Other systems used to deliver system pressure are mechanical, using either an electrical motor or combustion engine
as the prime mover to operate the pump. Choosing a delivery system to apply pressure to the water should be based on the efficiency of the energy being used to drive the system. To evaluate a system’s efficiency, the grower should have a reasonable estimation of production acreage, the number and size of zones to be irrigated, and the source of energy to drive the system (electricity, diesel, gasoline, natural gas, propane, or other). Efficiency is dependent on the cost to deliver an acre-inch of water, which is defined by the work produced per unit of energy, the distance the water is lifted from the well or surface water to the outlet of the pump, discharge pressure, performance rating, and energy unit cost.
The capacity of an irrigation system is dependent on the size of the production area. Blueberries that are planted in rows are spaced to provide access for making chemical applications, pruning, general maintenance, and harvest. Row width is dependent on the machinery used to access the plants, and generally, 12-foot spacing between the rows is sufficient. Blueberries are generally bedded at 4-feet wide by 18-inches high at the crown of the bed. Plant spacing in the row is 4-5 feet for rabbiteye blueberries and 1.5-3 feet for southern highbush blueberries. There are many options when selecting the type of emitter system to deliver irrigation water, but the amount of water and the irrigation run time are critical to deliver adequate water for high-quality fruit. System demand should be calculated for peak demand, which could be at 2 acre-inches of water per week for mature plants under high-heat, low-moisture conditions in sandy soils. If the drip line delivers 0.24 gpm/100 feet, bed spacing is 12 feet x 100 feet of row, and with drip line efficiency at 85%, the demand on the system per acre will be as follows.

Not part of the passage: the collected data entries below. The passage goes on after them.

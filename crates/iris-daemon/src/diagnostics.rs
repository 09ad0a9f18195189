//! Status reporting for the daemon.

use iris_acquisition::DeviceRecord;
use iris_fieldbus::{ExchangeStats, FieldbusSession};
use serde::Serialize;
use std::time::{Duration, Instant};

/// Health of the acquisition service.
#[derive(Debug, Clone, Copy, PartialEq, Eq, Serialize)]
#[serde(rename_all = "snake_case")]
pub enum HealthStatus {
    /// Network operational, exchanges without work-counter errors.
    Healthy,
    /// Network operational but exchanges failed or came back short.
    Degraded,
    /// Background loops stopped or network out of operation.
    Unhealthy,
}

impl std::fmt::Display for HealthStatus {
    fn fmt(&self, f: &mut std::fmt::Formatter<'_>) -> std::fmt::Result {
        match self {
            HealthStatus::Healthy => write!(f, "healthy"),
            HealthStatus::Degraded => write!(f, "degraded"),
            HealthStatus::Unhealthy => write!(f, "unhealthy"),
        }
    }
}

impl HealthStatus {
    /// Classify from the session flags and the stats delta since the last report.
    pub fn classify(operational: bool, previous: &ExchangeStats, current: &ExchangeStats) -> Self {
        if !operational {
            Self::Unhealthy
        } else if current.failures > previous.failures || current.wkc_errors > previous.wkc_errors {
            Self::Degraded
        } else {
            Self::Healthy
        }
    }
}

/// Point-in-time view of the daemon.
#[derive(Debug, Clone, Serialize)]
pub struct StatusSnapshot {
    /// Health derived from the session.
    pub health: HealthStatus,
    /// Adapter in use.
    pub adapter: String,
    /// Whether OP was confirmed at startup.
    pub all_op_reached: bool,
    /// Exchange statistics.
    pub stats: ExchangeStats,
    /// Devices currently running a job.
    pub running_jobs: Vec<String>,
    /// Seconds since the daemon started.
    pub uptime_secs: u64,
}

/// Produces status snapshots, remembering the stats of the previous one.
#[derive(Debug)]
pub struct StatusReporter {
    started: Instant,
    last_stats: ExchangeStats,
}

impl Default for StatusReporter {
    fn default() -> Self {
        Self::new()
    }
}

impl StatusReporter {
    /// Start the uptime clock.
    pub fn new() -> Self {
        Self {
            started: Instant::now(),
            last_stats: ExchangeStats::default(),
        }
    }

    /// Uptime since creation.
    pub fn uptime(&self) -> Duration {
        self.started.elapsed()
    }

    /// Build a snapshot from the session and the device rows.
    pub fn snapshot(&mut self, session: &FieldbusSession, devices: &[DeviceRecord]) -> StatusSnapshot {
        let stats = session.stats();
        let health = HealthStatus::classify(session.is_operational(), &self.last_stats, &stats);
        self.last_stats = stats;

        StatusSnapshot {
            health,
            adapter: session.adapter().to_string(),
            all_op_reached: session.all_op_reached(),
            stats,
            running_jobs: devices
                .iter()
                .filter(|d| d.running)
                .map(|d| d.sn.clone())
                .collect(),
            uptime_secs: self.uptime().as_secs(),
        }
    }
}

/// Render a snapshot as a single JSON line.
pub fn format_status_json(snapshot: &StatusSnapshot) -> String {
    serde_json::to_string(snapshot).unwrap_or_else(|e| format!("{{\"error\":\"{e}\"}}"))
}
#![doc = "Common types shared across the IRIS acquisition workspace."]

pub mod config;
pub mod error;
pub mod state;
pub mod sync;
pub mod task;

pub use config::*;
pub use error::*;
pub use state::*;
pub use task::*;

Using 2 acre-inches per week, what is the water demand on a daily (d) basis per acre (A)?
(54308 gal/A)/ 7 d = 7758.3 gal/A/d or 2 in/7 d = 0.29 in/A/d
At 85% efficiency, the water demand per acre per day is:
8922 gal/A/d (GPAD)
How many 100-foot rows in an acre at 12-foot spacing?
(43,560 ft2/1 A) x (1 A/100 ft) x (1/12 ft) = 36.3 (100-ft rows/A)

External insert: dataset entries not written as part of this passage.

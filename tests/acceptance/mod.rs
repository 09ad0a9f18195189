//! End-to-end scenarios on a simulated fieldbus.
//!
//! Every scenario opens a real session, wires the acquisition and job
//! controller to it and observes the result through the control surface,
//! the persistence collaborator and the sample directory.

mod common;
mod job_test;
mod recovery_test;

Gallons applied per 100 feet.
8922 GPAD/36.3 (100 ft/A) = 245.8 gal/100 ft
Pump demand for 100 A:
100 A x (8.7 gum/ 1 A) = 870 gpm
If the system has a 100 gym pump, how many zones are there?
870 gpm/100 gpm = 8.7 zones
Acres per zone:
100 A/8.7 zones = 11.5 A/zone
Time to irrigate a zone:
(245.8 gal/100 ft) x (100 ft/0.24 gpm) = 1024 min or 17.1 hrs
The longest recommended time for a pump to continuously run is 15 hours or less, and with a required run time of 17.1 hours, the plants will not receive sufficient water at 2 acre-inches of demand for this system. Both the gpm of the drip line and the pump capacity should be increased to meet demand. If 0.4 gpm/100 feet drip line was used, then the run time for one zone will equal 10.4 hours. There are around nine zones to irrigate in a day, so increasing pump capacity, increasing well diameter, adding irrigation water sources, and increasing flow rate of the drip line will be needed to provide sufficient irrigation under the most stressful growing conditions.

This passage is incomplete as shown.